**Data listing**.
=-=-=

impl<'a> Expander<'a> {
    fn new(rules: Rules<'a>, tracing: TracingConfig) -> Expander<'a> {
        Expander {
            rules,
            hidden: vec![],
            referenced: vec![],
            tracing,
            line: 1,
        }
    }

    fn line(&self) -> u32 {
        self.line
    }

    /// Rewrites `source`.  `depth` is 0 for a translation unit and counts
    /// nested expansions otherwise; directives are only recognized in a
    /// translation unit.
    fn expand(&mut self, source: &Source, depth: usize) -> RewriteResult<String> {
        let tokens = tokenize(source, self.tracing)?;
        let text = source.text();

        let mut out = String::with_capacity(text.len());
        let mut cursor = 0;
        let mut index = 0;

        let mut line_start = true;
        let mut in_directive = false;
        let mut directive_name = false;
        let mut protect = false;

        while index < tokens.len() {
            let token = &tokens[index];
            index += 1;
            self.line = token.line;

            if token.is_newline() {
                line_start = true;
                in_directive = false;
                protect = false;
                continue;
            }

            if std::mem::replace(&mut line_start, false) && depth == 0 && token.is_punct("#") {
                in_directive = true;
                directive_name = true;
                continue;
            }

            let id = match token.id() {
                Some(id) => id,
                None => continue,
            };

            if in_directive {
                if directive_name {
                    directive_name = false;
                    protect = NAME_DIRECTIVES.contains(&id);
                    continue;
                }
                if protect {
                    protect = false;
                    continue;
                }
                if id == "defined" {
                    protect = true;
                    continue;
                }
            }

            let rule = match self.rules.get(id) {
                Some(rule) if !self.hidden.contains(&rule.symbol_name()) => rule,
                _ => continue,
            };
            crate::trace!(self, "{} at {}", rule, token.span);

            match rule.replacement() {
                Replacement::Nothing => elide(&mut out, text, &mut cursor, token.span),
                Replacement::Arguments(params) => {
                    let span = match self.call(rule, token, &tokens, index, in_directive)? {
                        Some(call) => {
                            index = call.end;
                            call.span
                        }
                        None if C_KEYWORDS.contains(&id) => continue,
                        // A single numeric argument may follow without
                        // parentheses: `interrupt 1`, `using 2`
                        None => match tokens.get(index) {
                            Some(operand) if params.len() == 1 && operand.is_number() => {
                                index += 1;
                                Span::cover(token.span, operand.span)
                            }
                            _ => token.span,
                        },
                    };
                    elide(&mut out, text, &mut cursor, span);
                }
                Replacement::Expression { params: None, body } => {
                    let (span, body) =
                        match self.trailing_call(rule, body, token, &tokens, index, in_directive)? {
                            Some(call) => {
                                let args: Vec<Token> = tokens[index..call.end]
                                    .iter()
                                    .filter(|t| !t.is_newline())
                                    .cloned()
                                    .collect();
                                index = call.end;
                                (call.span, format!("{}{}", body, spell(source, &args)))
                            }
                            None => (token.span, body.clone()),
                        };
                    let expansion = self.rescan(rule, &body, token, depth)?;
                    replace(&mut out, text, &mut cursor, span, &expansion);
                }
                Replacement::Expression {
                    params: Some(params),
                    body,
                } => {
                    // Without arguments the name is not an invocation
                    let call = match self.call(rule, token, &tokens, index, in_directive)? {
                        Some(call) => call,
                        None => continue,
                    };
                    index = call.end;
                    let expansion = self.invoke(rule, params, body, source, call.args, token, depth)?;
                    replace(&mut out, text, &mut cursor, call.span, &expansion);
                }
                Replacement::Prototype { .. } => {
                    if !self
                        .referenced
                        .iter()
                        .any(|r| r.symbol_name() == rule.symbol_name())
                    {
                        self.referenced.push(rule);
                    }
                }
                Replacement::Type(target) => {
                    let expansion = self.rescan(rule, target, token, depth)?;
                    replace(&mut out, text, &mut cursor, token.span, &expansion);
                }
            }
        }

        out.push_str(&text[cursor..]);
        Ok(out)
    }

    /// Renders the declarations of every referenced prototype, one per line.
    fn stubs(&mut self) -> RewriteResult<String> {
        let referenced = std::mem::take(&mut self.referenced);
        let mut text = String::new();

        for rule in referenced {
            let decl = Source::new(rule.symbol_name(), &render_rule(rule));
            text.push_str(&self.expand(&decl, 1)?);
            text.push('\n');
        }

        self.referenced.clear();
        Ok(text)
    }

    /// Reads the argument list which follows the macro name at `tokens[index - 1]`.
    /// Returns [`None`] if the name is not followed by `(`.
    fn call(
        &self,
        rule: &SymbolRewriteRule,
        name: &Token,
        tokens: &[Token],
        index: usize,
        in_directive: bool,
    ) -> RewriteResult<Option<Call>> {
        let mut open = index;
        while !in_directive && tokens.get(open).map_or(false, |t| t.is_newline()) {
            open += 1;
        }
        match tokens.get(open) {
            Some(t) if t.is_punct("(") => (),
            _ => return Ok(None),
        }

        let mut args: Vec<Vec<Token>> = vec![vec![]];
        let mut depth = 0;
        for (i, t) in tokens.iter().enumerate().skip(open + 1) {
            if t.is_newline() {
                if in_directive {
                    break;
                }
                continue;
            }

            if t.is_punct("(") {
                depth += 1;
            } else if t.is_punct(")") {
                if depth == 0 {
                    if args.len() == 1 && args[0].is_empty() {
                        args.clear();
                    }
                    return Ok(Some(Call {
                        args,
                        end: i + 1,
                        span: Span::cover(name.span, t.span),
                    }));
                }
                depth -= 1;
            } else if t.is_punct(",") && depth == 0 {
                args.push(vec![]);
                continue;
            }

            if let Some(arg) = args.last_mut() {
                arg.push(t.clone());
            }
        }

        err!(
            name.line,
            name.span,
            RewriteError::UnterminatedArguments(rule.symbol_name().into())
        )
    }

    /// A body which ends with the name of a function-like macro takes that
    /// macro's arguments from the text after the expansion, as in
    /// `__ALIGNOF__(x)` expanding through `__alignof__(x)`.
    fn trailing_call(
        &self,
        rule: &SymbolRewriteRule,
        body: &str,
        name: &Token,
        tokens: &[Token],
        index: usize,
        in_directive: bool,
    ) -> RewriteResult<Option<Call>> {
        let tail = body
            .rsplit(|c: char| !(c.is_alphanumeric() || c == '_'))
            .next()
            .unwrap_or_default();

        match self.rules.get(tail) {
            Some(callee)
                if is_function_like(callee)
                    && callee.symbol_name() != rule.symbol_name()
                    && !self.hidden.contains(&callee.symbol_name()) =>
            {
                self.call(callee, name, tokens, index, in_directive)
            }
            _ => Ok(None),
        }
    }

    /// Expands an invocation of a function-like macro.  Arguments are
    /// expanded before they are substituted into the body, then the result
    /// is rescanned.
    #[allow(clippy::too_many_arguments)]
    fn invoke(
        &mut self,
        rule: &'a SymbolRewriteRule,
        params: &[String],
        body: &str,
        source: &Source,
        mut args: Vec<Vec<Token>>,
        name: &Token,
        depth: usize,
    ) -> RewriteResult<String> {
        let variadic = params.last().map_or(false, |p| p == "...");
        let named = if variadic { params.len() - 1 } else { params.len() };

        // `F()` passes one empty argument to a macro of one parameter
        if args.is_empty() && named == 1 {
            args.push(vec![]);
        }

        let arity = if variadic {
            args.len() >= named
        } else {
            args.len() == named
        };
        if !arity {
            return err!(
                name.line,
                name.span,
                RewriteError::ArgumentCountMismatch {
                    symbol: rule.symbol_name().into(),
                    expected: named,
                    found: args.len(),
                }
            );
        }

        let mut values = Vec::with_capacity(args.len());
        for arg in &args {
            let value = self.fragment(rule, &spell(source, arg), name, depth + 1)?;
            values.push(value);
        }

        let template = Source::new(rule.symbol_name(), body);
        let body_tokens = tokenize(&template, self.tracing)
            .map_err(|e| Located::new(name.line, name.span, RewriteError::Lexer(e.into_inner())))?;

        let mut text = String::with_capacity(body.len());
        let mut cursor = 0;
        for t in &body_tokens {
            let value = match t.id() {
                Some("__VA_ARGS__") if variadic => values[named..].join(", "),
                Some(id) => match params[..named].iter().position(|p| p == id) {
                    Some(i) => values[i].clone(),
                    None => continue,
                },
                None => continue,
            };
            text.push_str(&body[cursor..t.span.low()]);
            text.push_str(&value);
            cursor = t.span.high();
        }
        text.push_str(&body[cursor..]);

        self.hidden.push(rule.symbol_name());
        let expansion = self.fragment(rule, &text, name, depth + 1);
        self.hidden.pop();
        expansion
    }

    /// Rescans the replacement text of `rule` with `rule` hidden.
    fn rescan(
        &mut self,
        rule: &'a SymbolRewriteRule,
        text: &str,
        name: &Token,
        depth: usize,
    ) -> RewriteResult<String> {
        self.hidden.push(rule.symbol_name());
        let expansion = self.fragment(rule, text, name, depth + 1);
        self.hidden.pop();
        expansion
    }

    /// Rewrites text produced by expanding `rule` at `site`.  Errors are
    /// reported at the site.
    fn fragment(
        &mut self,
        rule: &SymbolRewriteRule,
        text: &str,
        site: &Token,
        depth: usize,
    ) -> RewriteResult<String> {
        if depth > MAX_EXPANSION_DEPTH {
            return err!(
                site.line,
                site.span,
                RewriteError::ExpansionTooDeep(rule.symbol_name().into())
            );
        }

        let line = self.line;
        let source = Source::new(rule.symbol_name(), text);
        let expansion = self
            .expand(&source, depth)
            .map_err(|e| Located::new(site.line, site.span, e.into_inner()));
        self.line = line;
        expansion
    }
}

=-=-=

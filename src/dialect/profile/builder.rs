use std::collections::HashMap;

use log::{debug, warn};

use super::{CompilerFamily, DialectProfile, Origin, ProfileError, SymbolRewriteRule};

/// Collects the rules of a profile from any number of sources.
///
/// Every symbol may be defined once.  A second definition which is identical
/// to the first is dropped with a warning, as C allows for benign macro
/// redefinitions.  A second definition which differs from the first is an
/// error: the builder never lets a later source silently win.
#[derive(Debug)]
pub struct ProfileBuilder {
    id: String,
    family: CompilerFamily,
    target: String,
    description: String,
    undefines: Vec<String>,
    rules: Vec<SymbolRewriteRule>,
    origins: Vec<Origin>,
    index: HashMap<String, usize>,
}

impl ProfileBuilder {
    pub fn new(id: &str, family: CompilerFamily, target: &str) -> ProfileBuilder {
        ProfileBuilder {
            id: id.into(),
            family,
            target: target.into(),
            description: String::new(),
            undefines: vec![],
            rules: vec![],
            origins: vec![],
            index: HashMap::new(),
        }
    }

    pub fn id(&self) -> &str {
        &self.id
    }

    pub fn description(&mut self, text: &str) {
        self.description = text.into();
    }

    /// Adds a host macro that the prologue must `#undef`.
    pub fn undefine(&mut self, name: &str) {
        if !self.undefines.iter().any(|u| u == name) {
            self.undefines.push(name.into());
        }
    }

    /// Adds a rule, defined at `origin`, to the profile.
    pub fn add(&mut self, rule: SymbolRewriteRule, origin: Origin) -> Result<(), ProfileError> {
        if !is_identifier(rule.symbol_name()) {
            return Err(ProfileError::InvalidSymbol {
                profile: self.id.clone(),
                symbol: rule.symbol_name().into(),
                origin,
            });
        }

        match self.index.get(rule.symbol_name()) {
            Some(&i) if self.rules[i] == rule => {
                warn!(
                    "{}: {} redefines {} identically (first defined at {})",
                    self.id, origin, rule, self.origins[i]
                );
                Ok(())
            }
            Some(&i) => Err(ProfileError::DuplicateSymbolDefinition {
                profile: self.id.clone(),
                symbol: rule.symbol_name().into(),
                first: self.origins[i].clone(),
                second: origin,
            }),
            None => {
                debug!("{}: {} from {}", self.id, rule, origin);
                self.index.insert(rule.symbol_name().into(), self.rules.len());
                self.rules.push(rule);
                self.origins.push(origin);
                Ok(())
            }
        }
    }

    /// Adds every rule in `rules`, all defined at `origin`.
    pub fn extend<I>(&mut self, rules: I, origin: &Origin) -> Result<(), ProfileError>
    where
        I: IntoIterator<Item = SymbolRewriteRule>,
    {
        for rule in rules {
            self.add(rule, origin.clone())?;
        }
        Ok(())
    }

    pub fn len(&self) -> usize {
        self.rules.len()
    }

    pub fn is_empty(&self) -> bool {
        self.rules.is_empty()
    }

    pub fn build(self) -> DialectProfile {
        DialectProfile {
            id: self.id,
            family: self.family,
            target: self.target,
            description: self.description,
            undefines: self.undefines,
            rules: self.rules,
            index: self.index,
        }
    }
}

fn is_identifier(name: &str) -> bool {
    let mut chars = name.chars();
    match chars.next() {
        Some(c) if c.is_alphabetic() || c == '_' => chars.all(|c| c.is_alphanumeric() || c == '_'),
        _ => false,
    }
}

=-=-=

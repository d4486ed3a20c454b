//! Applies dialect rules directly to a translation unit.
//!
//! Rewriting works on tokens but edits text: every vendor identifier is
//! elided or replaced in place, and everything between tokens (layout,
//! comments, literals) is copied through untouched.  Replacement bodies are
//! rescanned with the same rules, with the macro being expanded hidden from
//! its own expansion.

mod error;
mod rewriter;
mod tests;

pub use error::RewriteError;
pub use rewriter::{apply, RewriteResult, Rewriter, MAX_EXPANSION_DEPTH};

=-=-=

Every line above from the line with "number of sources." to the line with "Adds a host" is wanted, ends included; write them out exactly and add no other line.

**Output of the task**.
/// Collects the rules of a profile from any number of sources.
///
/// Every symbol may be defined once.  A second definition which is identical
/// to the first is dropped with a warning, as C allows for benign macro
/// redefinitions.  A second definition which differs from the first is an
/// error: the builder never lets a later source silently win.
#[derive(Debug)]
pub struct ProfileBuilder {
    id: String,
    family: CompilerFamily,
    target: String,
    description: String,
    undefines: Vec<String>,
    rules: Vec<SymbolRewriteRule>,
    origins: Vec<Origin>,
    index: HashMap<String, usize>,
}

impl ProfileBuilder {
    pub fn new(id: &str, family: CompilerFamily, target: &str) -> ProfileBuilder {
        ProfileBuilder {
            id: id.into(),
            family,
            target: target.into(),
            description: String::new(),
            undefines: vec![],
            rules: vec![],
            origins: vec![],
            index: HashMap::new(),
        }
    }

    pub fn id(&self) -> &str {
        &self.id
    }

    pub fn description(&mut self, text: &str) {
        self.description = text.into();
    }

    /// Adds a host macro that the prologue must `#undef`.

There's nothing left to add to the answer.